The Austrian engineer Paul Eisler invented the printed circuit as part of a radio set while working in England around 1936.
Around 1943 the USA began to use the technology on a large scale to make proximity fuses for use in World War II. After the war, in 1948, the USA released the invention for commercial use.
PCB stands for Printed Circuit Board. A Printed Circuit Board or PCB exists inside almost any and every electronic device or gadget that you may use in your routine and professional life.
The PCB lies in a central position in most electronics and, thus, is an extremely critical component.
It is the component that is allowing electricity to flow through the circuits, subsequently making the operations and functions of the device possible to be executed or performed.
Considering how important it is to any and every piece of electronics you own, here is a little guide on what PCBs are and how they actually came to be.
What are PCBs?
A Printed Circuit Board is essentially a substrate whose job is to support the various electronic components that constitute the electronic product and its circuits, allowing an electric current to flow through on its surface and power each of the individual components in a conductive manner.
The circuits are etched onto the surface of the substrate using conductive tracks and pads which are used to connect the various components.
These components are usually soldered onto the board as the board provides mechanical support and a basic substrate.
PCBs can also be either single, double, or even multilayered boards depending on how many layers of copper it uses on top of its substrate layer.
The use of either of the options depends on the functionality you need to extract from the PCB.
These days, the degree of flexibility and capability that circuit boards commonly used possess far exceeds what used to be considered standard just a few years back.
As with any other technology, achieving what we know as a PCB today was a gradual process, one that took plenty of experimentation, failure, and success. Ultimately, the goal has been to create a manufacturing process for PCBs that allow us to incorporate and integrate maximum functionality onto the smallest of chips. The smaller and more functional the technology, the better.
In the early 1900s, there was no common or widespread use of printed circuit boards. Instead, people used point-to-point construction to create large and bulky designs executed onto a chassis which was basically a wooden or metal base or frame.
They would attach large insulators, regulators, and other components onto this frame and then connected to each other with soldered wires and connectors.
While they did the work, they were slow, inefficient, unreliable, and extremely fragile, prone to breakdowns which would result in the loss and wastage of countless efforts and labor.
It wasn’t until 1903 when Albert Hanson filed a patent for a device that would use an insulating board paired with foil conductor arranged in multiple layers, that we actually started to move in the direction of printed circuit boards.
The German conductor also showed how you could punch holes through the layers to connect them electrically. Subsequently, several scientists and leaders in the field of electronics and engineering began experimenting with the idea of further developing this concept.
While there were significant efforts made to introduce new and improved electronic devices and appliances to the general market, the evolution of the circuit board faced some obstacles in the form of the world war and the Great Depression.

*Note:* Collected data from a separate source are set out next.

use std::collections::HashSet;

use zoo_report_model::{
    is_reserved_sheet_name, sheet_name_casefold, truncate_utf16, try_sanitize_sheet_name,
    EXCEL_MAX_SHEET_NAME_LEN,
};

/// Hands out valid, unique sheet names for one output document.
///
/// - Invalid characters are removed and the name is trimmed and truncated to 31 UTF-16 units.
/// - A name that sanitizes to nothing becomes `<fallback>1`, `<fallback>2`, ...
/// - A name already taken (case-insensitive) or reserved becomes `Name (2)`, `Name (3)`, ...
#[derive(Debug, Clone)]
pub struct SheetManager {
    fallback: String,
    names: Vec<String>,
    used_folded: HashSet<String>,
    fallback_counter: usize,
}

impl SheetManager {
    pub fn new(fallback: &str) -> Self {
        let fallback = try_sanitize_sheet_name(fallback).unwrap_or_else(|| "Sheet".to_string());
        Self {
            fallback,
            names: Vec::new(),
            used_folded: HashSet::new(),
            fallback_counter: 0,
        }
    }

    /// Reserve a name derived from `requested` and return it.
    pub fn claim(&mut self, requested: &str) -> String {
        let name = match try_sanitize_sheet_name(requested) {
            Some(base) => self.unique_from(&base),
            None => self.next_fallback(),
        };
        if name != requested {
            log::debug!("sheet name {requested:?} renamed to {name:?}");
        }
        self.used_folded.insert(sheet_name_casefold(&name));
        self.names.push(name.clone());
        name
    }

    /// Names handed out so far, in order.
    pub fn names(&self) -> &[String] {
        &self.names
    }

    pub fn contains(&self, name: &str) -> bool {
        self.used_folded.contains(&sheet_name_casefold(name))
    }

    fn is_taken(&self, name: &str) -> bool {
        self.contains(name) || is_reserved_sheet_name(name)
    }

    fn unique_from(&self, base: &str) -> String {
        if !self.is_taken(base) {
            return base.to_string();
        }
        let mut suffix = 2usize;
        loop {
            let tail = format!(" ({suffix})");
            let room = EXCEL_MAX_SHEET_NAME_LEN - tail.encode_utf16().count();
            let stem = truncate_utf16(base, room).trim_end();
            let name = format!("{stem}{tail}");
            if !self.is_taken(&name) {
                return name;
            }
            suffix += 1;
        }
    }

    fn next_fallback(&mut self) -> String {
        loop {
            self.fallback_counter += 1;
            let tail = self.fallback_counter.to_string();
            let room = EXCEL_MAX_SHEET_NAME_LEN - tail.len();
            let name = format!("{}{tail}", truncate_utf16(&self.fallback, room));
            if !self.is_taken(&name) {
                return name;
            }
        }
    }
}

In late 1936, an Austrian engineer, Paul Eisler, invented the printed circuit board concept using existing printing technologies.
Years 1950 – Today
Ultimately, as part of their effort to start using proximity fuses to participate in World War 2, the US government picked up this technology for their military purposes.
As more and more work and development was done in this regard, it resulted in the introduction of the printed circuit board on a commercial basis by the middle of the 1950s.
During this era, the substrates used to create a circuit board included the likes of resins and bakelite.
What was a complicated process, the superior speeds, and efficiency, as well as the significant reduction in the size of the board, is what encouraged inventors to pursue and invest in this tech.
The pattern of the wires would be hand-drawn onto the board and photographed onto a zinc plate which could then be used to print the electronic design.
A copper foil would be used as a conducting material and the design would be etched on with acid-resistant ink.
Through the 1960s and 70s, as we moved past the era of having to drill and punch holes and use wires to establish an interconnection between the various components on the circuit board, we instead began to focus our energies towards making the PCB smaller and smaller without compromising on the speed or efficiency of the circuit, if not improving it further.
This lead to the popularity of using surface mount parts rather than components that went through holes by the 1980s.This helped improve functionality while cutting down on the size as well as the costs.
From there, the trend has continued to keep increasing the complexity of circuit boards.
By the 1990s, multilayered PCBs had been introduced in the market and inventors began to realize the potential behind this piece of tech.
PCBs became smaller and smaller and also more flexible as manufacturers started to use micro-via technology in order to produce PCBs using High-Density Interconnects.
This further enabled manufacturers to incorporate greater designs onto a smaller surface.
Now, with three-dimensional printing in our hands, it is only understandable that the trend of producing complex and miniature designs on PCBs will continue to move in the upwards direction.